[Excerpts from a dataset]
//! Tokio-backed transport provider.
//!
//! Listeners are built through socket2 so the kernel backlog matches the
//! requested queue depth, then handed to tokio.

use crate::transport::{Clock, DatagramTransport, StreamTransport, TransportError};
use std::future::Future;
use std::io;
use std::net::SocketAddr;
use std::time::Duration;
use tokio::io::{AsyncReadExt, AsyncWriteExt};
use tokio::net::{TcpListener, TcpStream, UdpSocket};
use tokio::time::Instant;
use tracing::{debug, trace};

/// Transport provider over tokio sockets.
#[derive(Debug, Default, Clone, Copy)]
pub struct TokioTransport;

impl StreamTransport for TokioTransport {
    type Queue = TcpListener;
    type Conn = TcpStream;

    async fn listen(&mut self, local: SocketAddr, depth: u32) -> Result<TcpListener, TransportError> {
        let listener = create_listener(local, depth)?;
        Ok(TcpListener::from_std(listener)?)
    }

    async fn accept(
        &mut self,
        queue: &mut TcpListener,
        timeout: Option<Duration>,
    ) -> Result<TcpStream, TransportError> {
        let (stream, peer) = with_timeout(timeout, queue.accept()).await??;
        debug!(peer = %peer, "Accepted connection");
        Ok(stream)
    }

    async fn read(
        &mut self,
        conn: &mut TcpStream,
        buf: &mut [u8],
        timeout: Option<Duration>,
    ) -> Result<usize, TransportError> {
        match with_timeout(timeout, conn.read(buf)).await?? {
            0 if !buf.is_empty() => Err(TransportError::Closed),
            n => Ok(n),
        }
    }

    async fn write(&mut self, conn: &mut TcpStream, buf: &[u8]) -> Result<usize, TransportError> {
        Ok(conn.write(buf).await?)
    }

    async fn connect(&mut self, remote: SocketAddr) -> Result<TcpStream, TransportError> {
        let stream = TcpStream::connect(remote).await?;
        debug!(peer = %remote, local = ?stream.local_addr().ok(), "Connected");
        Ok(stream)
    }

    async fn disconnect(&mut self, mut conn: TcpStream) {
        if let Err(e) = conn.shutdown().await {
            trace!(error = %e, "Shutdown on disconnect failed");
        }
    }
}

impl DatagramTransport for TokioTransport {
    type Socket = UdpSocket;

    async fn bind(&mut self, local: SocketAddr) -> Result<UdpSocket, TransportError> {
        Ok(UdpSocket::bind(local).await?)
    }

    async fn send_to(
        &mut self,
        sock: &mut UdpSocket,
        buf: &[u8],
        remote: SocketAddr,
    ) -> Result<usize, TransportError> {
        Ok(sock.send_to(buf, remote).await?)
    }

    async fn recv_from(
        &mut self,
        sock: &mut UdpSocket,
        buf: &mut [u8],
        timeout: Option<Duration>,
    ) -> Result<(usize, SocketAddr), TransportError> {
        Ok(with_timeout(timeout, sock.recv_from(buf)).await??)
    }

    async fn close(&mut self, sock: UdpSocket) {
        drop(sock);
    }
}

/// Clock counting microseconds since its creation.
#[derive(Debug, Clone, Copy)]
pub struct MonotonicClock {
    origin: Instant,
}

impl MonotonicClock {
    pub fn new() -> Self {
        Self {
            origin: Instant::now(),
        }
    }
}

impl Default for MonotonicClock {
    fn default() -> Self {
        Self::new()
    }
}

impl Clock for MonotonicClock {
    fn now_micros(&self) -> u64 {
        self.origin.elapsed().as_micros() as u64
    }
}

async fn with_timeout<F: Future>(
    timeout: Option<Duration>,
    fut: F,
) -> Result<F::Output, TransportError> {
    match timeout {
        None => Ok(fut.await),
        Some(limit) => tokio::time::timeout(limit, fut)
            .await
            .map_err(|_| TransportError::TimedOut),
    }
}

fn create_listener(addr: SocketAddr, depth: u32) -> io::Result<std::net::TcpListener> {
    let socket = socket2::Socket::new(
        match addr {
            SocketAddr::V4(_) => socket2::Domain::IPV4,
            SocketAddr::V6(_) => socket2::Domain::IPV6,
        },
        socket2::Type::STREAM,
        Some(socket2::Protocol::TCP),
    )?;

    socket.set_reuse_address(true)?;
    socket.set_nonblocking(true)?;
    socket.bind(&addr.into())?;
    socket.listen(depth.min(i32::MAX as u32) as i32)?;

    Ok(socket.into())
}
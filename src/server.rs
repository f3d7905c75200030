//! TCP drain server.
//!
//! Accepts one connection at a time and reads from it until the peer goes
//! away, discarding everything it receives. Only then is the next
//! connection accepted. The loop has no exit: accept failures are logged
//! and retried, read failures end the current connection only.

use crate::config::Config;
use crate::throughput::ThroughputReport;
use crate::transport::{self, Clock, StreamTransport, TransportError, NO_TIMEOUT};
use bytes::BytesMut;
use std::fmt;
use std::net::SocketAddr;
use tracing::{debug, error, info, warn};

/// Where the server is in its accept/drain cycle.
#[derive(Debug, Clone, Copy, PartialEq, Eq)]
pub enum ServerState {
    Idle,
    Listening,
    /// Waiting for the next inbound connection.
    Accepting,
    /// Reading from the single accepted connection.
    Draining,
}

/// Server instance
pub struct Server<T, C> {
    transport: T,
    clock: C,
    config: Config,
    state: ServerState,
}

impl<T: StreamTransport, C: Clock> Server<T, C> {
    pub fn new(transport: T, clock: C, config: Config) -> Self {
        Server {
            transport,
            clock,
            config,
            state: ServerState::Idle,
        }
    }

    pub fn state(&self) -> ServerState {
        self.state
    }

    /// Create the listen queue and serve connections forever.
    ///
    /// Returns only if the listen queue cannot be created.
    pub async fn run(&mut self) -> Result<(), ServerError> {
        let local = self.local_addr()?;
        let depth = self.config.queue_depth;

        self.state = ServerState::Listening;
        let mut queue = match self.transport.listen(local, depth).await {
            Ok(queue) => queue,
            Err(e) => {
                error!(address = %local, error = %e, "Error creating listening queue");
                self.state = ServerState::Idle;
                return Err(ServerError::Listen(e));
            }
        };
        info!(address = %local, queue_depth = depth, "Listening");

        let mut buffer = BytesMut::zeroed(self.config.read_buffer_size);

        loop {
            self.serve_one(&mut queue, &mut buffer).await;
        }
    }

    /// Accept a single connection and drain it to completion.
    async fn serve_one(&mut self, queue: &mut T::Queue, buffer: &mut [u8]) {
        self.state = ServerState::Accepting;
        let mut conn = match self.transport.accept(queue, NO_TIMEOUT).await {
            Ok(conn) => conn,
            Err(e) => {
                error!(error = %e, "Error accepting new connection");
                return;
            }
        };

        self.state = ServerState::Draining;
        info!("Reading data");
        let started_us = self.clock.now_micros();
        let (received, reason) = self.drain(&mut conn, buffer).await;
        let report = ThroughputReport {
            bytes: received,
            elapsed_us: self.clock.now_micros().wrapping_sub(started_us),
        };

        self.transport.disconnect(conn).await;

        if reason.is_closed() {
            info!(
                bytes = report.bytes,
                elapsed_us = report.elapsed_us,
                mbps = %format_args!("{:.4}", report.mbps()),
                "Disconnected"
            );
        } else {
            warn!(
                bytes = report.bytes,
                elapsed_us = report.elapsed_us,
                mbps = %format_args!("{:.4}", report.mbps()),
                error = %reason,
                "Disconnected"
            );
        }
    }

    /// Read until the transport reports an error, returning the byte count
    /// and the error that ended the connection.
    async fn drain(&mut self, conn: &mut T::Conn, buffer: &mut [u8]) -> (u64, TransportError) {
        let mut received = 0u64;
        loop {
            match self.transport.read(conn, buffer, NO_TIMEOUT).await {
                Ok(n) => {
                    received += n as u64;
                }
                Err(e) => {
                    debug!(received, "Read loop finished");
                    return (received, e);
                }
            }
        }
    }

    fn local_addr(&self) -> Result<SocketAddr, ServerError> {
        let ip = transport::parse_address(&self.config.listen_host).map_err(ServerError::Address)?;
        Ok(SocketAddr::new(ip, self.config.listen_port))
    }

    #[cfg(test)]
    pub fn transport(&self) -> &T {
        &self.transport
    }
}

/// Server setup errors
#[derive(Debug)]
pub enum ServerError {
    Address(TransportError),
    Listen(TransportError),
}

impl fmt::Display for ServerError {
    fn fmt(&self, f: &mut fmt::Formatter<'_>) -> fmt::Result {
        match self {
            ServerError::Address(e) => write!(f, "Invalid listen address: {e}"),
            ServerError::Listen(e) => write!(f, "Error creating listening queue: {e}"),
        }
    }
}

impl std::error::Error for ServerError {
    fn source(&self) -> Option<&(dyn std::error::Error + 'static)> {
        match self {
            ServerError::Address(e) | ServerError::Listen(e) => Some(e),
        }
    }
}
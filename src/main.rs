//! sock-bench: throughput benchmark over a socket abstraction
//!
//! Roles:
//! - `tcp-server`: accept one connection at a time and drain it
//! - `tcp-client`: connect, send a greeting, stream filler data and report
//!   the send rate every interval
//! - `udp-server`: echo datagrams back to their sender
//! - `udp-client`: send a greeting per interval and wait for the echo
//!
//! Configuration via CLI arguments or TOML file.

mod client;
mod config;
mod echo;
mod server;
mod throughput;
mod transport;

use client::Client;
use config::{Config, Role};
use server::Server;
use std::process::ExitCode;
use tracing::{error, info};
use tracing_subscriber::EnvFilter;
use transport::{MonotonicClock, TokioTransport};

fn main() -> Result<ExitCode, Box<dyn std::error::Error>> {
    // Load configuration
    let config = Config::load()?;

    // Initialize logging
    let filter =
        EnvFilter::try_from_default_env().unwrap_or_else(|_| EnvFilter::new(&config.log_level));

    tracing_subscriber::fmt()
        .with_env_filter(filter)
        .with_target(false)
        .init();

    info!(
        role = ?config.role,
        listen = %format_args!("{}:{}", config.listen_host, config.listen_port),
        remote = %format_args!("{}:{}", config.remote_host, config.remote_port),
        "Starting sock-bench"
    );

    // One role, one thread, one operation in flight
    let runtime = tokio::runtime::Builder::new_current_thread()
        .enable_all()
        .build()?;

    let role = config.role;
    runtime.block_on(async move {
        match role {
            Role::TcpServer => run_tcp_server(config).await,
            Role::TcpClient => run_tcp_client(config).await,
            Role::UdpServer => run_udp_server(config).await,
            Role::UdpClient => run_udp_client(config).await,
        }
    })
}

async fn run_tcp_server(config: Config) -> Result<ExitCode, Box<dyn std::error::Error>> {
    let mut server = Server::new(TokioTransport, MonotonicClock::new(), config);
    if let Err(e) = server.run().await {
        error!(state = ?server.state(), "Server stopped");
        return Err(e.into());
    }
    Ok(ExitCode::SUCCESS)
}

async fn run_tcp_client(config: Config) -> Result<ExitCode, Box<dyn std::error::Error>> {
    let mut client = Client::new(TokioTransport, MonotonicClock::new(), config);
    match client.run().await {
        Ok(last) => {
            info!(last_write = last, state = ?client.state(), "Client finished");
            Ok(ExitCode::SUCCESS)
        }
        Err(e) => {
            error!(error = %e, state = ?client.state(), "Client failed");
            Ok(ExitCode::FAILURE)
        }
    }
}

async fn run_udp_server(config: Config) -> Result<ExitCode, Box<dyn std::error::Error>> {
    echo::run_server(&mut TokioTransport, &config).await?;
    Ok(ExitCode::SUCCESS)
}

async fn run_udp_client(config: Config) -> Result<ExitCode, Box<dyn std::error::Error>> {
    match echo::run_client(&mut TokioTransport, &config).await {
        Ok(echoes) => {
            info!(echoes, "Client finished");
            Ok(ExitCode::SUCCESS)
        }
        Err(e) => {
            error!(error = %e, "Client failed");
            Ok(ExitCode::FAILURE)
        }
    }
}
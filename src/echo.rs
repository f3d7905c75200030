//! UDP echo roles.
//!
//! - Server: bind the listen endpoint and send every datagram back to
//!   whoever sent it. Receive errors are skipped, send errors are logged.
//! - Client: send the NUL-terminated greeting once per interval and wait a
//!   bounded time for the echo. A failed send ends the client.

use crate::config::Config;
use crate::transport::{parse_address, DatagramTransport, TransportError, NO_TIMEOUT};
use bytes::BytesMut;
use std::fmt;
use std::net::{IpAddr, Ipv4Addr, Ipv6Addr, SocketAddr};
use std::time::Duration;
use tracing::{debug, error, info, warn};

/// Echo datagrams forever. Returns only if the socket cannot be bound.
pub async fn run_server<T: DatagramTransport>(
    transport: &mut T,
    config: &Config,
) -> Result<(), EchoError> {
    let ip = parse_address(&config.listen_host).map_err(EchoError::Address)?;
    let local = SocketAddr::new(ip, config.listen_port);

    let mut sock = match transport.bind(local).await {
        Ok(sock) => sock,
        Err(e) => {
            error!(address = %local, error = %e, "Error creating UDP sock");
            return Err(EchoError::Bind(e));
        }
    };
    info!(address = %local, "UDP echo listening");

    let mut buf = BytesMut::zeroed(config.udp_buffer_size);
    loop {
        let (n, remote) = match transport.recv_from(&mut sock, &mut buf, NO_TIMEOUT).await {
            Ok(received) => received,
            Err(e) => {
                debug!(error = %e, "Receive failed");
                continue;
            }
        };
        debug!(peer = %remote, len = n, "Received a message");

        if let Err(e) = transport.send_to(&mut sock, &buf[..n], remote).await {
            warn!(peer = %remote, error = %e, "Error sending reply");
        }
    }
}

/// Send the greeting and wait for its echo, round after round.
///
/// Runs forever unless `rounds` is configured, in which case the number of
/// echoes received is returned.
pub async fn run_client<T: DatagramTransport>(
    transport: &mut T,
    config: &Config,
) -> Result<u64, EchoError> {
    let ip = parse_address(&config.remote_host).map_err(EchoError::Address)?;
    let remote = SocketAddr::new(ip, config.remote_port);
    let local = SocketAddr::new(unspecified_like(ip), 0);

    let mut sock = match transport.bind(local).await {
        Ok(sock) => sock,
        Err(e) => {
            error!(address = %local, error = %e, "Error creating UDP sock");
            return Err(EchoError::Bind(e));
        }
    };

    let mut message = BytesMut::with_capacity(config.greeting.len() + 1);
    message.extend_from_slice(config.greeting.as_bytes());
    message.extend_from_slice(&[0]);

    let timeout = Some(Duration::from_millis(config.udp_timeout_ms));
    let interval = Duration::from_millis(config.udp_interval_ms);
    let mut buf = BytesMut::zeroed(config.udp_buffer_size);
    let mut round = 0u64;
    let mut echoes = 0u64;

    while config.rounds.map_or(true, |limit| round < limit) {
        round += 1;

        if let Err(e) = transport.send_to(&mut sock, &message, remote).await {
            error!(peer = %remote, error = %e, "Error sending message");
            transport.close(sock).await;
            return Err(EchoError::Send(e));
        }

        match transport.recv_from(&mut sock, &mut buf, timeout).await {
            Ok((n, from)) => {
                echoes += 1;
                info!(
                    peer = %from,
                    message = %String::from_utf8_lossy(&buf[..n]),
                    "Received message"
                );
            }
            Err(TransportError::TimedOut) => warn!(round, "Timed out"),
            Err(e) => warn!(round, error = %e, "Error receiving message"),
        }

        tokio::time::sleep(interval).await;
    }

    transport.close(sock).await;
    Ok(echoes)
}

fn unspecified_like(ip: IpAddr) -> IpAddr {
    match ip {
        IpAddr::V4(_) => IpAddr::V4(Ipv4Addr::UNSPECIFIED),
        IpAddr::V6(_) => IpAddr::V6(Ipv6Addr::UNSPECIFIED),
    }
}

/// UDP echo errors
#[derive(Debug)]
pub enum EchoError {
    Address(TransportError),
    Bind(TransportError),
    Send(TransportError),
}

impl fmt::Display for EchoError {
    fn fmt(&self, f: &mut fmt::Formatter<'_>) -> fmt::Result {
        match self {
            EchoError::Address(e) => write!(f, "Invalid address: {e}"),
            EchoError::Bind(e) => write!(f, "Error creating UDP sock: {e}"),
            EchoError::Send(e) => write!(f, "Error sending message: {e}"),
        }
    }
}

impl std::error::Error for EchoError {
    fn source(&self) -> Option<&(dyn std::error::Error + 'static)> {
        match self {
            EchoError::Address(e) | EchoError::Bind(e) | EchoError::Send(e) => Some(e),
        }
    }
}
//! Transport provider abstraction.
//!
//! The benchmark roles never touch sockets directly. They drive a provider
//! through one of two traits:
//! - `StreamTransport`: listen queue, accept, read, write, connect, disconnect
//! - `DatagramTransport`: bind, send_to, recv_from, close
//!
//! Every operation behaves like a blocking call: the role awaits it to
//! completion before issuing the next one, so each role has exactly one
//! operation in flight. Timeouts are `Option<Duration>`, with `NO_TIMEOUT`
//! meaning "wait forever".

pub mod net;

#[cfg(test)]
pub(crate) mod mock;

use std::fmt;
use std::io;
use std::net::{IpAddr, SocketAddr};
use std::time::Duration;

pub use net::{MonotonicClock, TokioTransport};

/// Block until the operation completes or fails.
pub const NO_TIMEOUT: Option<Duration> = None;

/// Errors reported by a transport provider.
#[derive(Debug)]
pub enum TransportError {
    /// The peer closed the connection.
    Closed,
    /// The operation did not complete within the requested timeout.
    TimedOut,
    /// An address string could not be parsed.
    AddrParse(String),
    /// Any other I/O failure.
    Io(io::Error),
}

impl TransportError {
    /// Whether this error is the peer's orderly close rather than a failure.
    pub fn is_closed(&self) -> bool {
        matches!(self, TransportError::Closed)
    }
}

impl fmt::Display for TransportError {
    fn fmt(&self, f: &mut fmt::Formatter<'_>) -> fmt::Result {
        match self {
            TransportError::Closed => write!(f, "connection closed by peer"),
            TransportError::TimedOut => write!(f, "operation timed out"),
            TransportError::AddrParse(s) => write!(f, "invalid address '{s}'"),
            TransportError::Io(e) => write!(f, "{e}"),
        }
    }
}

impl std::error::Error for TransportError {
    fn source(&self) -> Option<&(dyn std::error::Error + 'static)> {
        match self {
            TransportError::Io(e) => Some(e),
            _ => None,
        }
    }
}

impl From<io::Error> for TransportError {
    fn from(e: io::Error) -> Self {
        TransportError::Io(e)
    }
}

/// Parse a textual IPv4 or IPv6 address.
pub fn parse_address(s: &str) -> Result<IpAddr, TransportError> {
    s.trim()
        .parse()
        .map_err(|_| TransportError::AddrParse(s.to_string()))
}

/// Connection-oriented transport (TCP-like).
#[allow(async_fn_in_trait)]
pub trait StreamTransport {
    /// Listen queue holding inbound connections until accepted.
    type Queue;
    /// One established connection.
    type Conn;

    /// Create a listen queue bound to `local` holding at most `depth`
    /// pending connections.
    async fn listen(&mut self, local: SocketAddr, depth: u32)
        -> Result<Self::Queue, TransportError>;

    /// Wait for the next inbound connection.
    async fn accept(
        &mut self,
        queue: &mut Self::Queue,
        timeout: Option<Duration>,
    ) -> Result<Self::Conn, TransportError>;

    /// Read into `buf`. A peer close is reported as `TransportError::Closed`.
    async fn read(
        &mut self,
        conn: &mut Self::Conn,
        buf: &mut [u8],
        timeout: Option<Duration>,
    ) -> Result<usize, TransportError>;

    /// Write from `buf`, returning the number of bytes the transport took.
    async fn write(&mut self, conn: &mut Self::Conn, buf: &[u8]) -> Result<usize, TransportError>;

    /// Open a connection to `remote` from an ephemeral local port.
    async fn connect(&mut self, remote: SocketAddr) -> Result<Self::Conn, TransportError>;

    /// Release a connection. Consumes the handle so it cannot be used again.
    async fn disconnect(&mut self, conn: Self::Conn);
}

/// Connectionless transport (UDP-like).
#[allow(async_fn_in_trait)]
pub trait DatagramTransport {
    type Socket;

    async fn bind(&mut self, local: SocketAddr) -> Result<Self::Socket, TransportError>;

    async fn send_to(
        &mut self,
        sock: &mut Self::Socket,
        buf: &[u8],
        remote: SocketAddr,
    ) -> Result<usize, TransportError>;

    async fn recv_from(
        &mut self,
        sock: &mut Self::Socket,
        buf: &mut [u8],
        timeout: Option<Duration>,
    ) -> Result<(usize, SocketAddr), TransportError>;

    async fn close(&mut self, sock: Self::Socket);
}

/// Monotonic microsecond clock.
pub trait Clock {
    fn now_micros(&self) -> u64;
}
use thiserror::Error;

#[derive(Error, Debug)]
pub enum RadarError {
    #[error("HTTP request failed: {0}")]
    Http(#[from] reqwest::Error),

    #[error("HTTP {status} from {url}")]
    Status { status: u16, url: String },

    #[error("JSON deserialization failed: {0}")]
    Json(#[from] serde_json::Error),

    #[error("CSV read failed: {0}")]
    Csv(#[from] csv::Error),

    #[error("I/O error: {0}")]
    Io(#[from] std::io::Error),

    #[error("Invalid URL: {0}")]
    Url(#[from] url::ParseError),

    #[error("Configuration error: {0}")]
    Config(String),

    #[error("Unknown exchange: {0}")]
    UnknownExchange(String),

    #[error("No {dataset} dataset (.json or .csv) in {dir}")]
    MissingDataset { dataset: String, dir: String },
}

impl RadarError {
    /// Transport failures, rate limiting and upstream 5xx are worth another attempt.
    pub fn is_retryable(&self) -> bool {
        match self {
            RadarError::Http(e) => e.is_timeout() || e.is_connect() || e.is_request(),
            RadarError::Status { status, .. } => *status == 429 || *status >= 500,
            _ => false,
        }
    }
}

pub type Result<T> = std::result::Result<T, RadarError>;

_Action item_
Calculate the number of lines above that include the word "true", giving that number by itself.

_Answer for the task_
3